3. Temporal Pyramid Design: To further address computational efficiency, the method compresses full-resolution historical data when predicting future frames. This approach reduces token counts during training significantly, thereby enhancing training expedience without sacrificing quality. The temporal pyramid design ensures the redundancy in historical frames is minimized by progressively using lower-resolution histories.

Experimental Results

The proposed methodology was rigorously tested using large-scale datasets and evaluated on standardized benchmarks like VBench and EvalCrafter. It demonstrated notable efficiency improvements, generating high-quality 5-second to 10-second videos with reduced computational costs. Specifically, the framework required only 20.7k A100 GPU training hours, which is a significant reduction compared to existing technologies.

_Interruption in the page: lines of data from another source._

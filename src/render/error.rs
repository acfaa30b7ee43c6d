//! Render error types.

use thiserror::Error;

/// Errors raised while rendering a single page or partial.
///
/// These stay local to the page being rendered; the orchestrator collects
/// them per page and reports an aggregate.
#[derive(Debug, Error)]
pub enum RenderError {
    /// A page or partial transitively references itself. Always fatal to
    /// that page's build, never retried.
    #[error("circular dependency ({file}) detected in {parent}, chain: {}", chain.join(" -> "))]
    Circular {
        file: String,
        parent: String,
        chain: Vec<String>,
    },

    #[error("invalid yaml in `{file}`")]
    Parse {
        file: String,
        #[source]
        source: serde_yaml::Error,
    },

    #[error("layout `{layout}` not found for `{file}`")]
    MissingTemplate { layout: String, file: String },

    #[error("layout `{layout}` failed for `{file}`: {message}")]
    Render {
        layout: String,
        file: String,
        message: String,
    },

    #[error("failed to read `{file}`")]
    Io {
        file: String,
        #[source]
        source: std::io::Error,
    },

    #[error("failed to load templates: {message}")]
    TemplateLoad { message: String },

    /// A partial somewhere inside the frontmatter failed; carries the
    /// partial's own path for diagnostics.
    #[error("partial `{partial}` failed")]
    Partial {
        partial: String,
        #[source]
        source: Box<RenderError>,
    },
}

impl RenderError {
    /// True if the underlying failure is a circular dependency, looking
    /// through any partial wrappers.
    pub fn is_circular(&self) -> bool {
        match self {
            Self::Circular { .. } => true,
            Self::Partial { source, .. } => source.is_circular(),
            _ => false,
        }
    }

    /// The circular reference chain, if this is a circular failure.
    pub fn circular_chain(&self) -> Option<&[String]> {
        match self {
            Self::Circular { chain, .. } => Some(chain),
            Self::Partial { source, .. } => source.circular_chain(),
            _ => None,
        }
    }
}
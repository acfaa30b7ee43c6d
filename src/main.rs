//! Sepia - a static site generator driven by frontmatter partials.

mod build;
mod cli;
mod config;
mod engine;
mod init;
mod logger;
mod parse;
mod render;
mod store;
mod watch;

use anyhow::{Result, bail};
use build::{Site, build_site};
use clap::Parser;
use cli::{Cli, Commands};
use config::SiteConfig;
use init::new_site;
use std::path::Path;
use watch::watch_for_changes_blocking;

fn main() -> Result<()> {
    let cli: &'static Cli = Box::leak(Box::new(Cli::parse()));
    let config: &'static SiteConfig = Box::leak(Box::new(load_config(cli)?));

    match &cli.command {
        Commands::Init { name } => new_site(config, name.is_some()),
        Commands::Build { .. } => {
            let site = Site::new(config)?;
            build_site(&site)
        }
        Commands::Watch { .. } => {
            let site = Site::new(config)?;
            build_site(&site)?;
            watch_for_changes_blocking(&site)
        }
    }
}

/// Load and validate configuration from CLI arguments
fn load_config(cli: &'static Cli) -> Result<SiteConfig> {
    let root = cli.root.as_deref().unwrap_or(Path::new("./"));
    let config_path = root.join(&cli.config);

    let mut config = if config_path.exists() {
        SiteConfig::from_path(&config_path)?
    } else {
        SiteConfig::default()
    };
    config.update_with_cli(cli);

    // Validate config state based on command
    let config_exists = config.config_path.exists();
    match (cli.is_init(), config_exists) {
        (true, true) => {
            bail!("Config file already exists. Remove it manually or init in a different path.")
        }
        (false, false) => bail!("Config file not found."),
        _ => {}
    }

    if !cli.is_init() {
        config.validate()?;
    }

    Ok(config)
}
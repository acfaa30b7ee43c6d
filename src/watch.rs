//! File system watcher for live rebuilds.
//!
//! Monitors the content, template and asset roots plus the config file and
//! triages every change batch into the cheapest sufficient rebuild.
//!
//! # Architecture
//!
//! ```text
//! ┌──────────────────────────────────────────────────────────────┐
//! │                      Event Loop                              │
//! │                                                              │
//! │  ┌──────────┐    ┌──────────┐    ┌────────────────────────┐  │
//! │  │ notify   │───▶│ Debouncer│───▶│    handle_changes()    │  │
//! │  │ events   │    │          │    │                        │  │
//! │  └──────────┘    └──────────┘    │  ┌──────────────────┐  │  │
//! │                                  │  │ Full Rebuild     │  │  │
//! │                                  │  │ (config/forced)  │  │  │
//! │                                  │  └──────────────────┘  │  │
//! │                                  │  ┌──────────────────┐  │  │
//! │                                  │  │ Incremental      │  │  │
//! │                                  │  │ (page/template/  │  │  │
//! │                                  │  │  asset)          │  │  │
//! │                                  │  └──────────────────┘  │  │
//! │                                  └────────────────────────┘  │
//! └──────────────────────────────────────────────────────────────┘
//! ```

use crate::{
    build::{Site, build_site, render_all_pages},
    config::SiteConfig,
    log,
    logger::ProgressBars,
    render::assets::{copy_asset, copy_assets},
    render::{normalize_id, page::render_page},
};
use anyhow::{Context, Result};
use notify::{Event, EventKind, RecursiveMode, Watcher};
use rustc_hash::FxHashSet;
use std::{
    path::{Path, PathBuf},
    time::{Duration, Instant},
};

const REBUILD_COOLDOWN_MS: u64 = 800;

// =============================================================================
// Path Utilities
// =============================================================================

/// Check if path is a temp/backup file (editor artifacts).
fn is_temp_file(path: &Path) -> bool {
    let name = path.file_name().and_then(|n| n.to_str()).unwrap_or("");
    let ext = path.extension().and_then(|e| e.to_str()).unwrap_or("");

    matches!(ext, "bck" | "bak" | "backup" | "swp" | "swo" | "tmp")
        || name.ends_with('~')
        || name.starts_with('.')
}

/// Format path as relative to the project root for log display.
fn rel_path(path: &Path, root: &Path) -> String {
    path.strip_prefix(root).unwrap_or(path).display().to_string()
}

/// Log a build failure with error details.
fn log_build_error(trigger: &str, err: &anyhow::Error) {
    if trigger.is_empty() {
        log!("error"; "build failed");
    } else {
        log!("error"; "build failed ({trigger})");
    }
    log!("error"; "{err:#}");
}

// =============================================================================
// Change Classification
// =============================================================================

/// Where a changed path falls in the project layout.
#[derive(Debug, Clone, Copy, PartialEq, Eq)]
pub enum ChangeKind {
    Content,
    Template,
    Asset,
    Config,
    Unknown,
}

/// Classify a changed path by the root that contains it.
pub fn classify(path: &Path, config: &SiteConfig) -> ChangeKind {
    if path == config.config_path {
        ChangeKind::Config
    } else if path.starts_with(&config.build.content) {
        ChangeKind::Content
    } else if path.starts_with(&config.build.templates) {
        ChangeKind::Template
    } else if path.starts_with(&config.build.assets) {
        ChangeKind::Asset
    } else {
        ChangeKind::Unknown
    }
}

// =============================================================================
// Debounce State
// =============================================================================

/// Batches rapid file events with debouncing and rebuild cooldown.
///
/// A second save landing inside one debounce window is a double save,
/// and file creation or removal changes what pages exist. Both escalate
/// the batch to a full rebuild.
pub struct Debouncer {
    pending: FxHashSet<PathBuf>,
    last_event: Option<Instant>,
    last_rebuild: Option<Instant>,
    force_full: bool,
    window: Duration,
}

impl Debouncer {
    pub fn new(config: &SiteConfig) -> Self {
        Self {
            pending: FxHashSet::default(),
            last_event: None,
            last_rebuild: None,
            force_full: false,
            window: Duration::from_millis(config.watch.debounce_ms),
        }
    }

    fn in_cooldown(&self) -> bool {
        self.last_rebuild
            .is_some_and(|t| t.elapsed() < Duration::from_millis(REBUILD_COOLDOWN_MS))
    }

    pub fn add(&mut self, event: Event) {
        let paths: Vec<PathBuf> = event
            .paths
            .into_iter()
            .filter(|path| !is_temp_file(path))
            .collect();
        if paths.is_empty() {
            return;
        }

        if matches!(event.kind, EventKind::Create(_) | EventKind::Remove(_)) {
            self.force_full = true;
        }
        // a second save landing inside the window escalates the whole batch
        if self.last_event.is_some_and(|t| t.elapsed() < self.window) {
            self.force_full = true;
        }
        self.pending.extend(paths);
        self.last_event = Some(Instant::now());
    }

    pub fn ready(&self) -> bool {
        !self.pending.is_empty()
            && self.last_event.is_some_and(|t| t.elapsed() >= self.window)
    }

    /// Drain the batch, returning the paths and whether a full rebuild was
    /// forced.
    pub fn take(&mut self) -> (Vec<PathBuf>, bool) {
        self.last_event = None;
        let force_full = std::mem::take(&mut self.force_full);
        (self.pending.drain().collect(), force_full)
    }

    fn mark_rebuild(&mut self) {
        self.last_rebuild = Some(Instant::now());
    }

    fn timeout(&self) -> Duration {
        if self.pending.is_empty() {
            Duration::from_secs(60)
        } else {
            self.window
        }
    }
}

// =============================================================================
// Event Handler
// =============================================================================

/// Attempt a full site rebuild, logging errors on failure.
/// Returns true if successful (for cooldown tracking).
fn try_full_rebuild(site: &Site<'_>, reason: &str) -> bool {
    log!("watch"; "{reason}");
    match build_site(site) {
        Ok(()) => true,
        Err(e) => {
            log_build_error("", &e);
            false
        }
    }
}

/// Process file changes. Returns true if full rebuild succeeded (for cooldown).
pub fn handle_changes(site: &Site<'_>, paths: &[PathBuf], force_full: bool) -> bool {
    if paths.is_empty() {
        return false;
    }

    let config = site.config;
    let root = config.get_root();

    let mut content_changes: Vec<&PathBuf> = Vec::new();
    let mut template_changes: Vec<&PathBuf> = Vec::new();
    let mut asset_changes: Vec<&PathBuf> = Vec::new();
    let mut config_changed = false;

    for path in paths {
        match classify(path, config) {
            ChangeKind::Config => config_changed = true,
            ChangeKind::Content => content_changes.push(path),
            ChangeKind::Template => template_changes.push(path),
            ChangeKind::Asset => asset_changes.push(path),
            ChangeKind::Unknown => {}
        }
    }

    if config_changed {
        return try_full_rebuild(site, "config changed, rebuilding...");
    }

    if force_full {
        let mut rebuilt = false;
        if !(content_changes.is_empty() && template_changes.is_empty()) {
            // the full build re-copies the asset tree as well
            rebuilt = try_full_rebuild(site, "files added, removed or double-saved, rebuilding...");
        } else if !asset_changes.is_empty() {
            match copy_assets(config) {
                Ok(copied) => log!("watch"; "assets changed, re-copied {copied} file(s)"),
                Err(e) => log_build_error("assets", &e),
            }
        }
        return rebuilt;
    }

    for path in &asset_changes {
        if let Err(e) = copy_asset(path, config) {
            log_build_error(&rel_path(path, root), &e);
        }
    }

    if !template_changes.is_empty() {
        handle_template_changes(site, &template_changes);
    }

    for path in &content_changes {
        if handle_content_change(site, path) {
            return true;
        }
    }

    false
}

/// Re-render exactly the pages registered under the changed layouts.
fn handle_template_changes(site: &Site<'_>, paths: &[&PathBuf]) {
    let config = site.config;
    if let Err(e) = site.engine.reload() {
        log_build_error("template reload", &e.into());
        return;
    }

    for path in paths {
        let Ok(rel) = path.strip_prefix(&config.build.templates) else {
            continue;
        };
        let layout = normalize_id(&rel.to_string_lossy());
        let Some(layout) = layout.strip_suffix(".html") else {
            continue;
        };

        let version = site.layouts.invalidate(layout);
        let pages = site.layouts.pages_for(layout);
        if pages.is_empty() {
            log!("watch"; "layout {layout} changed (v{version}), no pages use it");
            continue;
        }

        log!("watch"; "layout {layout} changed (v{version}), re-rendering {} page(s)", pages.len());
        let progress = ProgressBars::new_filtered(&[("content", pages.len())]);
        let result = render_all_pages(site, &pages, || {
            if let Some(bars) = &progress {
                bars.inc_by_name("content");
            }
        });
        drop(progress);
        if let Err(e) = result {
            log_build_error(layout, &e);
        }
    }
}

/// Re-render the single page that owns a changed content file.
///
/// A file whose directory has no index file does not belong to any known
/// page, so the change falls back to a full rebuild. Returns true when
/// that full rebuild succeeded.
fn handle_content_change(site: &Site<'_>, path: &Path) -> bool {
    let config = site.config;
    let root = config.get_root();

    let Ok(rel) = path.strip_prefix(&config.build.content) else {
        return false;
    };
    let rel = normalize_id(&rel.to_string_lossy());
    let page = match rel.rsplit_once('/') {
        Some((dir, _)) => dir.to_string(),
        None => config.build.homepage.clone(),
    };

    if !config.index_file(&page).is_file() {
        return try_full_rebuild(
            site,
            &format!("{rel} changed but {page} has no index file, rebuilding..."),
        );
    }

    log!("watch"; "{rel}");
    match render_page(site, &page) {
        Ok(output) => {
            log!("watch"; "wrote {}", rel_path(&output, root));
        }
        Err(e) => log_build_error(&rel, &e),
    }
    false
}

// =============================================================================
// Watcher Setup
// =============================================================================

/// Log watched paths relative to the project root.
fn log_watch_summary(config: &SiteConfig) {
    let root = config.get_root();
    let watched: Vec<_> = [
        (&config.build.content, true),
        (&config.build.templates, true),
        (&config.build.assets, true),
        (&config.config_path, false),
    ]
    .into_iter()
    .filter(|(p, _)| p.exists())
    .map(|(p, is_dir)| {
        let rel = p.strip_prefix(root).unwrap_or(p);
        let suffix = if is_dir { "/" } else { "" };
        format!("{}{suffix}", rel.display())
    })
    .collect();

    if !watched.is_empty() {
        log!("watch"; "watching: {}", watched.join(", "));
    }
}

fn setup_watchers(watcher: &mut impl Watcher, config: &SiteConfig) -> Result<()> {
    let dirs = [
        &config.build.content,
        &config.build.templates,
        &config.build.assets,
    ];
    for dir in dirs {
        if dir.is_dir() {
            watcher
                .watch(dir, RecursiveMode::Recursive)
                .with_context(|| format!("Failed to watch {}", dir.display()))?;
        }
    }
    if config.config_path.is_file() {
        watcher
            .watch(&config.config_path, RecursiveMode::NonRecursive)
            .with_context(|| format!("Failed to watch {}", config.config_path.display()))?;
    }

    log_watch_summary(config);
    eprintln!(); // Blank line to separate init logs from change events
    Ok(())
}

const fn is_relevant(event: &Event) -> bool {
    matches!(
        event.kind,
        EventKind::Modify(_) | EventKind::Create(_) | EventKind::Remove(_)
    )
}

// =============================================================================
// Public API
// =============================================================================

/// Start blocking file watcher with debouncing and live rebuild.
pub fn watch_for_changes_blocking(site: &Site<'_>) -> Result<()> {
    let (tx, rx) = std::sync::mpsc::channel();
    let mut watcher = notify::recommended_watcher(tx).context("Failed to create file watcher")?;
    setup_watchers(&mut watcher, site.config)?;

    let mut debouncer = Debouncer::new(site.config);

    loop {
        match rx.recv_timeout(debouncer.timeout()) {
            Ok(Ok(event)) if is_relevant(&event) => {
                debouncer.add(event);
            }
            Ok(Err(e)) => log!("watch"; "error: {e}"),
            // the cooldown after a full rebuild delays dispatch; events
            // keep collecting and go out once it expires
            Err(std::sync::mpsc::RecvTimeoutError::Timeout)
                if debouncer.ready() && !debouncer.in_cooldown() =>
            {
                let (paths, force_full) = debouncer.take();
                if handle_changes(site, &paths, force_full) {
                    debouncer.mark_rebuild();
                }
            }
            Err(std::sync::mpsc::RecvTimeoutError::Disconnected) => break,
            // Other cases: irrelevant events, timeout without ready, etc.
            _ => {}
        }
    }

    Ok(())
}

// =============================================================================
// Tests
// =============================================================================
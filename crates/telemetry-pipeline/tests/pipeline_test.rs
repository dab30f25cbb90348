// Copyright 2023-Present Datadog, Inc. https://www.datadoghq.com/
// SPDX-License-Identifier: Apache-2.0

mod common;

use std::sync::atomic::Ordering;
use std::time::Duration;

use async_trait::async_trait;
use common::{drain, pipeline_config, CollectingPublisher, GatedPublisher};
use telemetry_pipeline::{
    Batch, BoxError, CloseReason, PipelineBuilder, PipelineConfig, PostOutcome, Publisher,
};
use tokio::time::{sleep, Instant};

#[tokio::test(start_paused = true)]
async fn count_trigger_closes_window_before_timer() {
    let (publisher, mut batches) = CollectingPublisher::new();
    let pipeline = PipelineBuilder::new("events", pipeline_config(3, Duration::from_millis(100)))
        .spawn(publisher)
        .expect("failed to spawn pipeline");
    let start = Instant::now();

    assert!(pipeline.post('A'));
    assert!(pipeline.post('B'));
    sleep(Duration::from_millis(50)).await;
    assert!(pipeline.post('C'));

    let (at, batch) = batches.recv().await.expect("no batch published");
    assert_eq!(batch.records(), &['A', 'B', 'C']);
    assert_eq!(batch.close_reason(), CloseReason::Count);
    assert!(at.duration_since(start) < Duration::from_millis(100));

    pipeline.shutdown().await;
    assert!(drain(&mut batches).is_empty());
}

#[tokio::test(start_paused = true)]
async fn timer_trigger_closes_partial_window() {
    let (publisher, mut batches) = CollectingPublisher::new();
    let pipeline = PipelineBuilder::new("events", pipeline_config(3, Duration::from_millis(100)))
        .spawn(publisher)
        .expect("failed to spawn pipeline");
    let start = Instant::now();

    pipeline.post('A');
    pipeline.post('B');

    let (at, batch) = batches.recv().await.expect("no batch published");
    assert_eq!(batch.records(), &['A', 'B']);
    assert_eq!(batch.close_reason(), CloseReason::Timer);
    let elapsed = at.duration_since(start);
    assert!(elapsed >= Duration::from_millis(100), "closed after {elapsed:?}");
    assert!(elapsed < Duration::from_millis(200), "closed after {elapsed:?}");

    pipeline.shutdown().await;
}

#[tokio::test(start_paused = true)]
async fn idle_ticks_never_publish_empty_batches() {
    let (publisher, mut batches) = CollectingPublisher::<u32>::new();
    let pipeline = PipelineBuilder::new("events", pipeline_config(3, Duration::from_millis(100)))
        .spawn(publisher)
        .expect("failed to spawn pipeline");

    sleep(Duration::from_secs(1)).await;
    pipeline.flush().await.expect("flush failed");
    pipeline.shutdown().await;

    assert!(drain(&mut batches).is_empty());
}

#[tokio::test(start_paused = true)]
async fn batches_are_published_in_close_order() {
    let (publisher, mut batches) = CollectingPublisher::new();
    let pipeline = PipelineBuilder::new("events", pipeline_config(2, Duration::from_secs(10)))
        .spawn(publisher)
        .expect("failed to spawn pipeline");

    for i in 0..9u32 {
        assert!(pipeline.post(i));
    }
    pipeline.flush().await.expect("flush failed");
    pipeline.shutdown().await;

    let batches = drain(&mut batches);
    let sequences: Vec<u64> = batches.iter().map(Batch::sequence).collect();
    assert_eq!(sequences, vec![1, 2, 3, 4, 5]);
    assert!(batches.iter().all(|b| b.len() <= 2 && !b.is_empty()));
    assert_eq!(batches[4].close_reason(), CloseReason::Flush);

    let records: Vec<u32> = batches.into_iter().flat_map(Batch::into_records).collect();
    assert_eq!(records, (0..9).collect::<Vec<_>>());
}

#[tokio::test(start_paused = true)]
async fn overload_drops_exactly_the_excess() {
    let (publisher, mut batches) = CollectingPublisher::new();
    let config = PipelineConfig {
        max_backlog: 5,
        ..pipeline_config(100, Duration::from_millis(100))
    };
    let pipeline = PipelineBuilder::new("events", config)
        .spawn(publisher)
        .expect("failed to spawn pipeline");
    let handle = pipeline.handle();

    // nothing is consumed until this task yields
    let outcomes: Vec<PostOutcome> = (0..12u32).map(|i| handle.try_post(i)).collect();
    assert_eq!(
        outcomes.iter().filter(|o| **o == PostOutcome::Accepted).count(),
        5
    );
    assert_eq!(handle.dropped_since_flush(), 7);
    assert_eq!(handle.dropped_total(), 7);

    let (_, batch) = batches.recv().await.expect("no batch published");
    assert_eq!(batch.records(), &[0, 1, 2, 3, 4]);
    // the tick that closed the window also reset the counter
    assert_eq!(handle.dropped_since_flush(), 0);
    assert_eq!(handle.dropped_total(), 7);

    pipeline.shutdown().await;
}

#[tokio::test(start_paused = true)]
async fn slow_publisher_applies_backpressure_without_drops() {
    let (publisher, mut batches) = GatedPublisher::new();
    let gate = publisher.gate.clone();
    let started = publisher.started.clone();
    let config = PipelineConfig {
        max_backlog: 100,
        max_window_count: 1,
        window_size: Duration::from_millis(10),
        max_pending_batches: 1,
    };
    let pipeline = PipelineBuilder::new("events", config)
        .spawn(publisher)
        .expect("failed to spawn pipeline");

    for i in 0..10u32 {
        assert!(pipeline.post(i));
    }
    sleep(Duration::from_secs(1)).await;

    // one batch in publish, one pending, one held by the batcher
    assert_eq!(started.load(Ordering::SeqCst), 1);
    assert!(drain(&mut batches).is_empty());
    for i in 10..15u32 {
        assert!(pipeline.post(i));
    }
    assert_eq!(pipeline.handle().dropped_total(), 0);

    gate.add_permits(100);
    pipeline.shutdown().await;

    let records: Vec<u32> = drain(&mut batches)
        .into_iter()
        .flat_map(Batch::into_records)
        .collect();
    assert_eq!(records, (0..15).collect::<Vec<_>>());
}

#[tokio::test(start_paused = true)]
async fn shutdown_publishes_queued_records() {
    let (publisher, mut batches) = CollectingPublisher::new();
    let pipeline = PipelineBuilder::new("events", pipeline_config(100, Duration::from_secs(10)))
        .spawn(publisher)
        .expect("failed to spawn pipeline");
    let handle = pipeline.handle();

    for i in 0..7u32 {
        handle.post(i);
    }
    pipeline.shutdown().await;

    let batches = drain(&mut batches);
    assert_eq!(batches.len(), 1);
    assert_eq!(batches[0].close_reason(), CloseReason::Shutdown);
    assert_eq!(batches[0].records(), &[0, 1, 2, 3, 4, 5, 6]);
    assert_eq!(handle.try_post(7), PostOutcome::Closed);
}

#[tokio::test(start_paused = true)]
async fn filtered_records_are_not_drops() {
    let (publisher, mut batches) = CollectingPublisher::new();
    let config = PipelineConfig {
        max_backlog: 2,
        ..pipeline_config(100, Duration::from_secs(10))
    };
    let pipeline = PipelineBuilder::<u32>::new("events", config)
        .filter(|record: &u32| record % 2 == 1)
        .spawn(publisher)
        .expect("failed to spawn pipeline");
    let handle = pipeline.handle();

    for i in [1, 2, 3, 4, 5, 7] {
        handle.post(i);
    }
    assert_eq!(handle.dropped_total(), 0);

    pipeline.shutdown().await;
    assert_eq!(drain(&mut batches)[0].records(), &[2, 4]);
}

#[tokio::test(start_paused = true)]
async fn transform_skips_empty_and_failed_batches() {
    let (publisher, mut batches) = CollectingPublisher::<String>::new();
    let config = pipeline_config(100, Duration::from_secs(10));
    let pipeline = PipelineBuilder::<u32>::new("events", config)
        .spawn_with_transform::<String, _, _>(
            |batch: Batch<u32>| -> Result<Vec<String>, BoxError> {
                if batch.iter().any(|r| *r == 13) {
                    return Err("unlucky batch".into());
                }
                if batch.iter().any(|r| *r == 99) {
                    panic!("transform bug");
                }
                Ok(batch
                    .into_iter()
                    .filter(|r| r % 2 == 1)
                    .map(|r| r.to_string())
                    .collect())
            },
            publisher,
        )
        .expect("failed to spawn pipeline");

    for window in [vec![1, 2, 3], vec![2, 4], vec![13], vec![99], vec![5]] {
        for record in window {
            pipeline.post(record);
        }
        pipeline.flush().await.expect("flush failed");
    }
    pipeline.shutdown().await;

    let batches = drain(&mut batches);
    assert_eq!(batches.len(), 2);
    assert_eq!(batches[0].records(), &["1".to_string(), "3".to_string()]);
    assert_eq!(batches[0].sequence(), 1);
    assert_eq!(batches[1].records(), &["5".to_string()]);
    assert_eq!(batches[1].sequence(), 5);
}

struct FlakyPublisher {
    inner: CollectingPublisher<u32>,
}

#[async_trait]
impl Publisher<u32> for FlakyPublisher {
    async fn publish(&self, batch: Batch<u32>) -> Result<(), BoxError> {
        match batch.sequence() {
            1 => Err("sink rejected batch".into()),
            2 => panic!("sink bug"),
            _ => self.inner.publish(batch).await,
        }
    }
}

#[tokio::test(start_paused = true)]
async fn failing_publish_does_not_stop_pipeline() {
    let (inner, mut batches) = CollectingPublisher::new();
    let pipeline = PipelineBuilder::new("events", pipeline_config(100, Duration::from_secs(10)))
        .spawn(FlakyPublisher { inner })
        .expect("failed to spawn pipeline");

    for i in 0..4u32 {
        pipeline.post(i);
        pipeline.flush().await.expect("flush failed");
    }
    pipeline.shutdown().await;

    let records: Vec<u32> = drain(&mut batches)
        .into_iter()
        .flat_map(Batch::into_records)
        .collect();
    assert_eq!(records, vec![2, 3]);
}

Implications and Future Work

The efficient modeling introduced by pyramidal flow matching opens new avenues for scalable video generative models. The unified framework is poised to impact practical applications, particularly in scenarios demanding real-time video synthesis. Theoretically, this paper contributes a new perspective on handling high-dimensional data sets by leveraging compressed latent spaces, thus offering insights for future architectures in AI that could adopt similar hierarchical approaches.

Future research might focus on enhancing the semantic alignment and scene transition capabilities within the proposed model. Additionally, exploring more sophisticated temporal compression methods can further refine the temporal pyramid's effectiveness, potentially leading to broader applicability in more diverse video generative tasks.

This work presents a valuable contribution to the field of AI, particularly within video generative modeling, offering an efficient and robust framework to tackle the inherent challenges presented by high-dimensional video data.